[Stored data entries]
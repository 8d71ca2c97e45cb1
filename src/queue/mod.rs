//! Ingest queue
//!
//! Records flow from the HTTP ingest handler to the log processor through a
//! [`Queue`]. Two backends exist: an in-process bounded channel and a NATS
//! JetStream durable stream with explicit acknowledgment.

mod channel;
mod nats;

pub use channel::ChannelQueue;
pub use nats::NatsQueue;

use std::sync::Arc;

use async_trait::async_trait;
use thiserror::Error;
use tracing::info;

use crate::config::{QueueBackend, QueueConfig};
use crate::types::LogRecord;

#[derive(Debug, Error)]
pub enum QueueError {
    /// The queue was closed and fully drained
    #[error("Queue is closed")]
    Closed,

    #[error("Failed to encode record: {0}")]
    Encode(#[source] serde_json::Error),

    #[error("Failed to decode record: {0}")]
    Decode(#[source] serde_json::Error),

    #[error("Broker error: {0}")]
    Broker(String),
}

/// Settles a delivered message with the backend that produced it
#[async_trait]
pub trait Acker: Send {
    /// Confirm the record was processed
    async fn ack(self: Box<Self>) -> Result<(), QueueError>;

    /// Give up on the record; it is not redelivered
    async fn reject(self: Box<Self>) -> Result<(), QueueError>;
}

/// A dequeued record plus the means to settle it
pub struct Delivery {
    pub record: LogRecord,
    acker: Option<Box<dyn Acker>>,
}

impl std::fmt::Debug for Delivery {
    fn fmt(&self, f: &mut std::fmt::Formatter<'_>) -> std::fmt::Result {
        f.debug_struct("Delivery")
            .field("record", &self.record)
            .field("acknowledged", &self.acker.is_some())
            .finish()
    }
}

impl Delivery {
    /// Delivery from a backend without acknowledgments
    pub fn unacked(record: LogRecord) -> Self {
        Self {
            record,
            acker: None,
        }
    }

    pub fn with_acker(record: LogRecord, acker: Box<dyn Acker>) -> Self {
        Self {
            record,
            acker: Some(acker),
        }
    }

    pub async fn ack(self) -> Result<(), QueueError> {
        match self.acker {
            Some(acker) => acker.ack().await,
            None => Ok(()),
        }
    }

    pub async fn reject(self) -> Result<(), QueueError> {
        match self.acker {
            Some(acker) => acker.reject().await,
            None => Ok(()),
        }
    }
}

/// FIFO handoff of log records between producers and consumers
#[async_trait]
pub trait Queue: Send + Sync {
    /// Add a record. May wait for capacity.
    async fn enqueue(&self, record: LogRecord) -> Result<(), QueueError>;

    /// Wait for the next record. Returns [`QueueError::Closed`] once the
    /// queue is closed and nothing remains to deliver.
    async fn dequeue(&self) -> Result<Delivery, QueueError>;

    /// Stop accepting records and wake blocked consumers. Idempotent.
    async fn close(&self);
}

/// Build the queue selected by `config.backend`
pub async fn connect(config: &QueueConfig) -> Result<Arc<dyn Queue>, QueueError> {
    let queue: Arc<dyn Queue> = match config.backend {
        QueueBackend::Channel => Arc::new(ChannelQueue::new(config.capacity)),
        QueueBackend::Nats => Arc::new(NatsQueue::connect(&config.nats).await?),
    };
    info!(backend = ?config.backend, "ingest queue ready");
    Ok(queue)
}

#[cfg(test)]
mod tests {
    use super::*;
    use std::sync::atomic::{AtomicBool, Ordering};

    struct FlagAcker {
        acked: Arc<AtomicBool>,
        rejected: Arc<AtomicBool>,
    }

    #[async_trait]
    impl Acker for FlagAcker {
        async fn ack(self: Box<Self>) -> Result<(), QueueError> {
            self.acked.store(true, Ordering::SeqCst);
            Ok(())
        }

        async fn reject(self: Box<Self>) -> Result<(), QueueError> {
            self.rejected.store(true, Ordering::SeqCst);
            Ok(())
        }
    }

    #[tokio::test]
    async fn test_delivery_routes_to_acker() {
        let acked = Arc::new(AtomicBool::new(false));
        let rejected = Arc::new(AtomicBool::new(false));
        let acker = || {
            Box::new(FlagAcker {
                acked: acked.clone(),
                rejected: rejected.clone(),
            })
        };

        Delivery::with_acker(LogRecord::default(), acker()).ack().await.unwrap();
        assert!(acked.load(Ordering::SeqCst));
        assert!(!rejected.load(Ordering::SeqCst));

        Delivery::with_acker(LogRecord::default(), acker()).reject().await.unwrap();
        assert!(rejected.load(Ordering::SeqCst));
    }

    #[tokio::test]
    async fn test_unacked_delivery_settles_trivially() {
        Delivery::unacked(LogRecord::default()).ack().await.unwrap();
        Delivery::unacked(LogRecord::default()).reject().await.unwrap();
    }

    #[tokio::test]
    async fn test_connect_channel_backend() {
        let queue = connect(&QueueConfig::default()).await.unwrap();
        queue.enqueue(LogRecord::default()).await.unwrap();
        let delivery = queue.dequeue().await.unwrap();
        assert_eq!(delivery.record, LogRecord::default());
    }
}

→ **Task requirements**: Number of lines holding "true" in the data: give it, with nothing else.

→ **Written response**: 2